OP-LoRA: The Blessing of Dimensionality
Piotr Teterwak, Kate Saenko, Bryan A. Plummer, Ser-Nam Lim
TL;DR
OP-LoRA addresses optimization fragility in low-rank adapters by overparameterizing the adapter generation with an MLP per layer. The MLP outputs the low-rank factors via $AB = W_2(\text{ReLU}(W_1 z + b_1)) + b_2$, allowing faster training while keeping inference costs unchanged. Empirically, OP-LoRA yields consistent gains across matrix-factorization proxies and large-scale tasks, including up to $\approx 15$ CMMD points in Stable Diffusion fine-tuning and improved accuracy in vision-language and LLaVA benchmarks.
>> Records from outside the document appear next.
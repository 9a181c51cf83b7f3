use super::ConwayEngine;

/// A shape of live cells that can be stamped onto a Conway grid
#[derive(Clone, Debug)]
pub struct Pattern {
    pub name: &'static str,
    pub description: &'static str,
    pub width: i32,
    pub height: i32,
    /// Offsets of alive cells relative to the top-left corner
    pub cells: Vec<(i32, i32)>,
}

impl Pattern {
    pub fn new(name: &'static str, description: &'static str, cells: Vec<(i32, i32)>) -> Self {
        let width = cells.iter().map(|&(x, _)| x).max().map_or(0, |x| x + 1);
        let height = cells.iter().map(|&(_, y)| y).max().map_or(0, |y| y + 1);
        Self { name, description, width, height, cells }
    }

    /// Stamp the pattern centered on (x, y). Cells that land outside the
    /// grid are dropped.
    pub fn place_centered(&self, engine: &mut ConwayEngine, x: i32, y: i32) {
        let left = x - self.width / 2;
        let top = y - self.height / 2;
        for &(dx, dy) in &self.cells {
            engine.place_cell(left + dx, top + dy);
        }
    }
}

/// Classic Life patterns
pub mod presets {
    use super::Pattern;

    /// Smallest spaceship, travels diagonally
    pub fn glider() -> Pattern {
        Pattern::new(
            "Glider",
            "Spaceship (period 4)",
            vec![(1, 0), (2, 1), (0, 2), (1, 2), (2, 2)],
        )
    }

    pub fn blinker() -> Pattern {
        Pattern::new("Blinker", "Oscillator (period 2)", vec![(0, 0), (1, 0), (2, 0)])
    }

    pub fn toad() -> Pattern {
        Pattern::new(
            "Toad",
            "Oscillator (period 2)",
            vec![(1, 0), (2, 0), (3, 0), (0, 1), (1, 1), (2, 1)],
        )
    }

    /// Lightweight spaceship, travels horizontally
    pub fn lwss() -> Pattern {
        Pattern::new(
            "LWSS",
            "Spaceship (period 4)",
            vec![(1, 0), (4, 0), (0, 1), (0, 2), (4, 2), (0, 3), (1, 3), (2, 3), (3, 3)],
        )
    }

    /// Methuselah, settles after 1103 generations on an unbounded plane
    pub fn r_pentomino() -> Pattern {
        Pattern::new(
            "R-pentomino",
            "Methuselah",
            vec![(1, 0), (2, 0), (0, 1), (1, 1), (1, 2)],
        )
    }

    pub fn all_patterns() -> Vec<Pattern> {
        vec![glider(), blinker(), toad(), lwss(), r_pentomino()]
    }
}

#[cfg(test)]
mod tests {
    use super::*;
    use crate::domain::Automaton;

    #[test]
    fn test_pattern_bounds() {
        let glider = presets::glider();
        assert_eq!((glider.width, glider.height), (3, 3));
        let lwss = presets::lwss();
        assert_eq!((lwss.width, lwss.height), (5, 4));
    }

    fn alive_cells(engine: &ConwayEngine) -> Vec<(i32, i32)> {
        engine
            .grid()
            .iter_cells()
            .filter(|(_, _, cell)| cell.is_alive())
            .map(|(x, y, _)| (x, y))
            .collect()
    }

    #[test]
    fn test_place_centered_blinker() {
        let mut engine = ConwayEngine::new(5, 5).unwrap();
        presets::blinker().place_centered(&mut engine, 2, 2);
        assert_eq!(alive_cells(&engine), vec![(1, 2), (2, 2), (3, 2)]);
    }

    #[test]
    fn test_place_at_edge_clips() {
        let mut engine = ConwayEngine::new(4, 4).unwrap();
        presets::glider().place_centered(&mut engine, 0, 0);
        // Only the offsets landing at x >= 0 and y >= 0 survive.
        assert_eq!(engine.population(), 3);
    }

    #[test]
    fn test_glider_translates() {
        let mut engine = ConwayEngine::new(10, 10).unwrap();
        presets::glider().place_centered(&mut engine, 3, 3);
        let shifted: Vec<_> = alive_cells(&engine)
            .into_iter()
            .map(|(x, y)| (x + 1, y + 1))
            .collect();
        for _ in 0..4 {
            engine.advance();
        }
        assert_eq!(alive_cells(&engine), shifted);
    }
}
This work demonstrates that leveraging the blessing of dimensionality through overparameterization can significantly ease optimization for parameter-efficient fine-tuning without sacrificing deployment efficiency.
Abstract
Low-rank adapters enable fine-tuning of large models with only a small number of parameters, thus reducing storage costs and minimizing the risk of catastrophic forgetting. However, they often pose optimization challenges, with poor convergence. To overcome these challenges, we introduce an over-parameterized approach that accelerates training without increasing inference costs. This method reparameterizes low-rank adaptation by employing a separate MLP and learned embedding for each layer. The learned embedding is input to the MLP, which generates the adapter parameters. Such overparamaterization has been shown to implicitly function as an adaptive learning rate and momentum, accelerating optimization. At inference time, the MLP can be discarded, leaving behind a standard low-rank adapter. To study the effect of MLP overparameterization on a small yet difficult proxy task, we implement it for matrix factorization, and find it achieves faster convergence and lower final loss. Extending this approach to larger-scale tasks, we observe consistent performance gains across domains. We achieve improvements in vision-language tasks and especially notable increases in image generation, with CMMD scores improving by up to 15 points.